[ 
https://issues.apache.org/jira/browse/RATIS-2278?page=com.atlassian.jira.plugin.system.issuetabpanels:comment-tabpanel&focusedCommentId=17943878#comment-17943878
 ] 

Xinhao GU edited comment on RATIS-2278 at 4/13/25 4:33 AM:
-----------------------------------------------------------

Hi, [~szetszwo]. 
Leader sends two appendEntries requests to follower in a row.  For the first 
appendEntries request, the index range is {*}[104,114]{*}. While for the second 
appendEntries request, the index range is {*}[105,115]{*}. Normally, the index 
in the second appendEntries request should start at 115, but why start at 105? 
This is because before the leader constructing the second appendEntries 
request, the reply to previous requests returned by the follower is 
'INCONSISTENCY', causing the leader to update the nextIndex to {*}105{*}. 
!output.png!


was (Author: JIRAUSER308993):
Hi, [~szetszwo]. 
Leader sends two appendEntries requests to follower in a row.  For the first 
appendEntries request, the index range is {*}[104,114]{*}. While for the second 
appendEntries request, the index range is {*}[105,115]{*}. Normally, the index 
in the second appendEntries request should start at 115, but why start at 105? 
This is before the leader constructing the second appendEntries request, the 
reply to previous requests returned by the follower is 'INCONSISTENCY', causing 
the leader to update the nextIndex to {*}105{*}. 
!output.png!

> Follower Fails to Append Entries Due to Index Validation Race Condition in 
> NavigableIndices
> -------------------------------------------------------------------------------------------
>
>                 Key: RATIS-2278
>                 URL: https://issues.apache.org/jira/browse/RATIS-2278
>             Project: Ratis
>          Issue Type: Bug
>          Components: Leader
>            Reporter: Xinhao GU
>            Assignee: Xinhao GU
>            Priority: Major
>             Fix For: 3.2.0
>
>         Attachments: image-2025-04-06-22-56-34-207.png, 
> image-2025-04-12-21-39-10-485.png, image.png, output.png
>
>          Time Spent: 40m
>  Remaining Estimate: 0h
>
> h2. *Problem Description*
> When a follower receives overlapping {{appendEntries}} requests from the 
> leader, it may throw an {{IllegalStateException}} during log index 
> validation. Specifically, the {{NavigableIndices}} class fails to handle 
> concurrent log appends properly, causing the follower to incorrectly reject 
> valid entries with an "index mismatch" error.

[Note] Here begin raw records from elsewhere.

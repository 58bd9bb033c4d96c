pub mod error;
pub mod target;
pub mod version;
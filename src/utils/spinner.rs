use indicatif::{ProgressBar, ProgressStyle};
use std::io::IsTerminal;
use std::time::Duration;

/// Spinner shown while scanning directory trees. Hidden when stdout is not a terminal.
pub struct Spinner {
    bar: ProgressBar,
}

impl Spinner {
    pub fn new(message: impl Into<String>) -> Self {
        if !std::io::stdout().is_terminal() {
            return Spinner {
                bar: ProgressBar::hidden(),
            };
        }

        let bar = ProgressBar::new_spinner();
        let style = ProgressStyle::with_template("{spinner} {msg}")
            .unwrap_or_else(|_| ProgressStyle::default_spinner())
            .tick_strings(&["⠋", "⠙", "⠹", "⠸", "⠼", "⠴", "⠦", "⠧", "⠇", "⠏"]);
        bar.set_style(style);
        bar.set_message(message.into());
        bar.enable_steady_tick(Duration::from_millis(80));

        Spinner { bar }
    }

    pub fn finish_and_clear(&self) {
        self.bar.finish_and_clear();
    }
}

impl Drop for Spinner {
    fn drop(&mut self) {
        if !self.bar.is_finished() {
            self.bar.finish_and_clear();
        }
    }
}

pub fn with_spinner(message: &str) -> Spinner {
    Spinner::new(message)
}
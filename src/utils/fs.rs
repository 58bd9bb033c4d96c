use crate::utils::logger::Logger;
use std::fs;
use std::path::{Path, PathBuf};

/// Directory names never descended into while searching for metadata files.
pub const DEFAULT_IGNORED: &[&str] = &[
    ".git",
    ".hg",
    "target",
    "node_modules",
    ".venv",
    "venv",
    "__pycache__",
    ".tox",
    "build",
    "dist",
];

pub fn get_cwd() -> Result<PathBuf, String> {
    std::env::current_dir().map_err(|e| format!("Failed to get current working directory: {}", e))
}

/// Collects every regular file under `root`, skipping directories named in `ignored`.
///
/// Symlinks are never followed. Only an unreadable `root` is an error; unreadable
/// subdirectories are skipped.
pub fn walk_files(root: &Path, ignored: &[String]) -> Result<Vec<PathBuf>, String> {
    let logger = Logger::new();
    let mut stack: Vec<PathBuf> = Vec::new();
    let mut files: Vec<PathBuf> = Vec::new();
    let mut next = Some(
        fs::read_dir(root)
            .map_err(|e| format!("Failed to read directory {}: {}", root.display(), e))?,
    );
    while let Some(rd) = next.take() {
        for entry in rd.flatten() {
            let p = entry.path();
            let Ok(file_type) = entry.file_type() else {
                logger.debug(&format!("Skipping {}: unknown file type", p.display()));
                continue;
            };
            if file_type.is_symlink() {
                logger.debug(&format!("Skipping symlink {}", p.display()));
            } else if file_type.is_dir() {
                let skip = p
                    .file_name()
                    .and_then(|s| s.to_str())
                    .map(|name| is_ignored_component(name, ignored))
                    .unwrap_or(false);
                if skip {
                    continue;
                }
                stack.push(p);
            } else if file_type.is_file() {
                files.push(p);
            }
        }

        while let Some(dir) = stack.pop() {
            match fs::read_dir(&dir) {
                Ok(rd) => {
                    next = Some(rd);
                    break;
                }
                Err(e) => logger.debug(&format!("Skipping {}: {}", dir.display(), e)),
            }
        }
    }
    files.sort();
    Ok(files)
}

pub fn is_ignored_component(name: &str, extra: &[String]) -> bool {
    DEFAULT_IGNORED.contains(&name) || extra.iter().any(|e| e == name)
}

pub fn to_unix_string<P: AsRef<Path>>(p: P) -> String {
    let s = p.as_ref().to_string_lossy().into_owned();
    s.replace('\\', "/")
}

/// Path of the `.bak` copy written next to `path`.
pub fn backup_path(path: &Path) -> PathBuf {
    let mut name = path.as_os_str().to_owned();
    name.push(".bak");
    PathBuf::from(name)
}

/// Writes `content` to `<path>.bak`, replacing any previous backup.
pub fn write_backup(path: &Path, content: &str) -> Result<PathBuf, String> {
    let backup = backup_path(path);
    fs::write(&backup, content)
        .map_err(|e| format!("Failed to write backup {}: {}", backup.display(), e))?;
    Ok(backup)
}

> h2. *Steps to Reproduce*
>  # {*}Cluster Setup{*}: Deploy a Raft group with at least 1 leader and 2 
> followers.
>  # {*}High Concurrency Scenario{*}: Trigger frequent {{appendEntries}} 
> requests from the leader to a follower.

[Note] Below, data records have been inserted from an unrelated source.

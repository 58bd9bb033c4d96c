pub mod discover;
pub mod locate;
pub mod prompt;
pub mod update;
//! CLI command implementations for Asciigol.

pub(crate) mod generate;
pub(crate) mod run;
pub(crate) mod validate;

mod output;
mod terminal;

use asciigol::{Background, ConfigError, ResultCode, RunError};
use clap::ValueEnum;
use std::error::Error;
use std::fmt;

/// Background color mode for the `run` command.
#[derive(Debug, Clone, Copy, PartialEq, Eq, ValueEnum)]
pub(crate) enum BackgroundArg {
    /// Terminal default colors.
    None,
    /// Black on white.
    Light,
    /// White on black.
    Dark,
}

impl From<BackgroundArg> for Background {
    fn from(arg: BackgroundArg) -> Self {
        match arg {
            BackgroundArg::None => Self::None,
            BackgroundArg::Light => Self::Light,
            BackgroundArg::Dark => Self::Dark,
        }
    }
}

/// Initial cell state for the `gen` command.
#[derive(Debug, Clone, Copy, PartialEq, Eq, ValueEnum)]
pub(crate) enum CellArg {
    /// Every cell starts dead.
    #[value(name = "0")]
    Dead,
    /// Every cell starts alive.
    #[value(name = "1")]
    Alive,
}

impl CellArg {
    pub(crate) const fn is_alive(self) -> bool {
        matches!(self, Self::Alive)
    }
}

/// Output format for the `validate` command.
#[derive(Debug, Clone, Copy, PartialEq, Eq, ValueEnum)]
pub(crate) enum OutputFormat {
    /// Human-readable text output.
    Text,
    /// Machine-readable JSON output.
    Json,
}

/// CLI error type.
#[derive(Debug)]
pub(crate) struct CliError {
    message: String,
    code: Option<ResultCode>,
}

impl CliError {
    /// Create a new CLI error.
    pub(crate) fn new(message: impl Into<String>) -> Self {
        Self {
            message: message.into(),
            code: None,
        }
    }
}

impl fmt::Display for CliError {
    fn fmt(&self, f: &mut fmt::Formatter<'_>) -> fmt::Result {
        match self.code {
            Some(code) => write!(f, "{code}: {}", self.message),
            None => write!(f, "{}", self.message),
        }
    }
}

impl Error for CliError {}

impl From<std::io::Error> for CliError {
    fn from(e: std::io::Error) -> Self {
        Self::new(e.to_string())
    }
}

impl From<ConfigError> for CliError {
    fn from(e: ConfigError) -> Self {
        Self {
            code: Some(ResultCode::from(&e)),
            message: e.to_string(),
        }
    }
}

impl From<RunError> for CliError {
    fn from(e: RunError) -> Self {
        Self {
            code: e.code(),
            message: e.to_string(),
        }
    }
}
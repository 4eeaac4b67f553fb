//! Generation stepping: neighbor counts, the transition rule, and the
//! double-buffered engine that swaps current and next grids.
//!
//! Convergence means a fixed point only. Oscillators such as the blinker
//! never converge, so a run over them only ends when interrupted.

use crate::grid::{Coord, Grid};
use std::mem;

/// Outcome of computing one generation.
#[derive(Debug, Clone, Copy, PartialEq, Eq)]
pub enum StepResult {
    /// At least one cell changed.
    Ongoing,
    /// No cell changed: the grid is a fixed point.
    Converged,
}

/// Relative positions of the eight neighbors.
const NEIGHBOR_OFFSETS: [(i32, i32); 8] = [
    (-1, -1),
    (-1, 0),
    (-1, 1),
    (0, -1),
    (0, 1),
    (1, -1),
    (1, 0),
    (1, 1),
];

/// Count live cells around `(row, col)`.
///
/// Without `wrap`, off-grid positions are skipped, so corners see three
/// neighbors and edges five. With `wrap`, indices wrap modulo the grid
/// size and all eight positions are read. A position that aliases the
/// center cell (grids narrower or shorter than three) is never counted.
#[must_use]
pub fn count_live_neighbors(grid: &Grid, row: u16, col: u16, wrap: bool) -> u8 {
    let width = i32::from(grid.width());
    let height = i32::from(grid.height());
    let (row, col) = (i32::from(row), i32::from(col));
    let cells = grid.cells();

    let mut count = 0u8;
    for (dr, dc) in NEIGHBOR_OFFSETS {
        let (mut r, mut c) = (row + dr, col + dc);
        if wrap {
            r = r.rem_euclid(height);
            c = c.rem_euclid(width);
        } else if r < 0 || r >= height || c < 0 || c >= width {
            continue;
        }
        if r == row && c == col {
            continue;
        }
        // r and c are within 0..height and 0..width here
        #[allow(clippy::cast_sign_loss)]
        let idx = (r * width + c) as usize;
        if cells[idx] {
            count += 1;
        }
    }
    count
}

/// Conway's rule: survive on 2 or 3, birth on exactly 3.
#[must_use]
#[inline]
pub const fn transition(is_alive: bool, live_neighbors: u8) -> bool {
    matches!((is_alive, live_neighbors), (true, 2 | 3) | (false, 3))
}

/// Write the generation after `current` into `next`.
///
/// Returns [`StepResult::Converged`] when `next` ends up identical to
/// `current`.
///
/// # Panics
///
/// Panics if the two grids differ in shape; [`Engine`] never lets that
/// happen.
pub fn step(current: &Grid, next: &mut Grid, wrap: bool) -> StepResult {
    assert!(current.same_shape(next), "generation buffers must share dimensions");

    let width = current.width();
    let mut changed = false;
    for (idx, (out, &alive)) in next
        .cells_mut()
        .iter_mut()
        .zip(current.cells())
        .enumerate()
    {
        // idx < width * height, both of which fit in u16
        #[allow(clippy::cast_possible_truncation)]
        let coord = Coord::new((idx / usize::from(width)) as u16, (idx % usize::from(width)) as u16);
        let neighbors = count_live_neighbors(current, coord.row, coord.col, wrap);
        let new_state = transition(alive, neighbors);
        changed |= new_state != alive;
        *out = new_state;
    }

    if changed {
        StepResult::Ongoing
    } else {
        StepResult::Converged
    }
}

/// Owns the current and next generation buffers for one run.
///
/// Both buffers are allocated once; each [`Engine::step`] swaps their roles
/// instead of copying.
#[derive(Debug, Clone)]
pub struct Engine {
    current: Grid,
    next: Grid,
    wrap: bool,
    generation: u64,
}

impl Engine {
    /// Take ownership of an initial grid.
    #[must_use]
    pub fn new(initial: Grid, wrap: bool) -> Self {
        let next = initial.clone();
        Self {
            current: initial,
            next,
            wrap,
            generation: 0,
        }
    }

    /// The generation that will be read by the next step.
    #[must_use]
    pub fn current(&self) -> &Grid {
        &self.current
    }

    /// Whether neighbor counting wraps around the edges.
    #[must_use]
    pub const fn wrap(&self) -> bool {
        self.wrap
    }

    /// Number of steps taken so far.
    #[must_use]
    pub const fn generation(&self) -> u64 {
        self.generation
    }

    /// Compute the next generation and swap buffers.
    pub fn step(&mut self) -> StepResult {
        let result = step(&self.current, &mut self.next, self.wrap);
        mem::swap(&mut self.current, &mut self.next);
        self.generation += 1;
        tracing::debug!(generation = self.generation, ?result, "stepped");
        result
    }

    /// Give back the current generation.
    #[must_use]
    pub fn into_grid(self) -> Grid {
        self.current
    }
}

>  # {*}Overlapping Requests{*}: Ensure two threads ({{{}thread-1{}}} and 
> {{{}thread-2{}}}) process {{appendEntries}} requests simultaneously:
>  ** {{thread-1}} appends logs with indices {{16093–16185}} and enters 
> {{state.getLog().append()}} but hasn’t invoked {{{}removeExisting(){}}}.
>  ** {{thread-2}} attempts to append logs starting at index {{16093}} (from a 
> new request) while {{thread-1}} is still processing.

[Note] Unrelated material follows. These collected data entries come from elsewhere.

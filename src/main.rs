//! Asciigol CLI - animate Game of Life grids and edit their configuration files.

// Allow print in the CLI binary
#![allow(clippy::print_stdout, clippy::print_stderr)]

mod cli;

use clap::{Parser, Subcommand};
use std::path::PathBuf;
use std::process::ExitCode;
use tracing_subscriber::EnvFilter;

/// Asciigol - Conway's Game of Life animated as ASCII in the terminal
#[derive(Parser, Debug)]
#[command(name = "asciigol")]
#[command(author, version, about, long_about = None)]
struct Args {
    #[command(subcommand)]
    command: Commands,
}

/// Available commands
#[derive(Subcommand, Debug)]
enum Commands {
    /// Animate a grid until it converges (press q to stop)
    Run {
        /// Width of a random grid (1-250, default: 100)
        #[arg(long, default_value = "0")]
        width: u16,

        /// Height of a random grid (1-100, default: 40)
        #[arg(long, default_value = "0")]
        height: u16,

        /// Delay between frames in milliseconds (default: 50)
        #[arg(short, long, default_value = "0")]
        delay: u64,

        /// Character representing a live cell
        #[arg(long, default_value = "#")]
        live_char: char,

        /// Character representing a dead cell
        #[arg(long, default_value = " ")]
        dead_char: char,

        /// Configuration file to start from instead of a random grid
        #[arg(short, long)]
        file: Option<PathBuf>,

        /// Background color: none, light, or dark
        #[arg(long, default_value = "none")]
        bg: cli::BackgroundArg,

        /// Wrap around to the opposite edge when counting neighbors
        #[arg(short, long)]
        wrap: bool,

        /// Random seed (default: derived from the clock)
        #[arg(short, long)]
        seed: Option<u64>,
    },

    /// Interactively draw a grid and save it as a configuration file
    Gen {
        /// Configuration file to write
        #[arg(short, long, required = true)]
        file: PathBuf,

        /// Grid width (1-250)
        #[arg(long)]
        width: u16,

        /// Grid height (1-100)
        #[arg(long)]
        height: u16,

        /// Initial state of every cell: 0 or 1
        #[arg(long, default_value = "0")]
        cell: cli::CellArg,
    },

    /// Check a configuration file and summarize it
    Validate {
        /// Configuration file to check
        #[arg(required = true)]
        file: PathBuf,

        /// Output format: text or json
        #[arg(long, default_value = "text")]
        format: cli::OutputFormat,
    },
}

fn init_logging() {
    let filter = EnvFilter::try_from_env("ASCIIGOL_LOG").unwrap_or_else(|_| EnvFilter::new("warn"));
    tracing_subscriber::fmt()
        .with_env_filter(filter)
        .with_writer(std::io::stderr)
        .init();
}

fn main() -> ExitCode {
    init_logging();
    let args = Args::parse();

    let result = match args.command {
        Commands::Run {
            width,
            height,
            delay,
            live_char,
            dead_char,
            file,
            bg,
            wrap,
            seed,
        } => cli::run::execute(cli::run::RunArgs {
            width,
            height,
            delay,
            live_char,
            dead_char,
            file,
            bg,
            wrap,
            seed,
        }),

        Commands::Gen {
            file,
            width,
            height,
            cell,
        } => cli::generate::execute(file, width, height, cell),

        Commands::Validate { file, format } => cli::validate::execute(file, format),
    };

    match result {
        Ok(()) => ExitCode::SUCCESS,
        Err(e) => {
            eprintln!("Error: {e}");
            ExitCode::FAILURE
        }
    }
}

>  # {*}Validation Failure{*}: The {{NavigableIndices.append()}} method detects 
> a gap between {{{}thread-1{}}}'s last index ({{{}16185{}}}) and 
> {{{}thread-2{}}}'s start index ({{{}16093{}}}), throwing an error.
> h2. *Expected Behavior*
> Concurrent {{appendEntries}} requests should be serialized or validated 
> atomically to prevent index gaps. Followers should accept logs as long as 
> they pass the initial {{ConsecutiveIndices.convert()}} check.
> h2. *Actual Behavior*
>  
> {code:java}
> 2025-03-04 05:44:14,946 [7-server-thread2] ERROR 
> o.a.r.s.i.RaftServerImpl:1488 - 7@group-000200000000: Failed appendEntries 
> 8->7#73-t49,previous=(t:3, i:16092),leaderCommit=16184,initializing? 
> false,entries: size=93, first=(t:4, i:16093), 
> CONFIGURATIONENTRY(current:id:"6"address:"172.16.2.14:10750"startupRole:FOLLOWER,
>  id:"7"address:"172.16.2.15:10750"startupRole:FOLLOWER, 
> id:"8"address:"172.16.2.11:10750"startupRole:FOLLOWER, old 
> java.lang.IllegalStateException: startIndex: expected == 16186 but computed 
> == 16093 at 
> org.apache.ratis.util.Preconditions.assertTrue(Preconditions.java:77)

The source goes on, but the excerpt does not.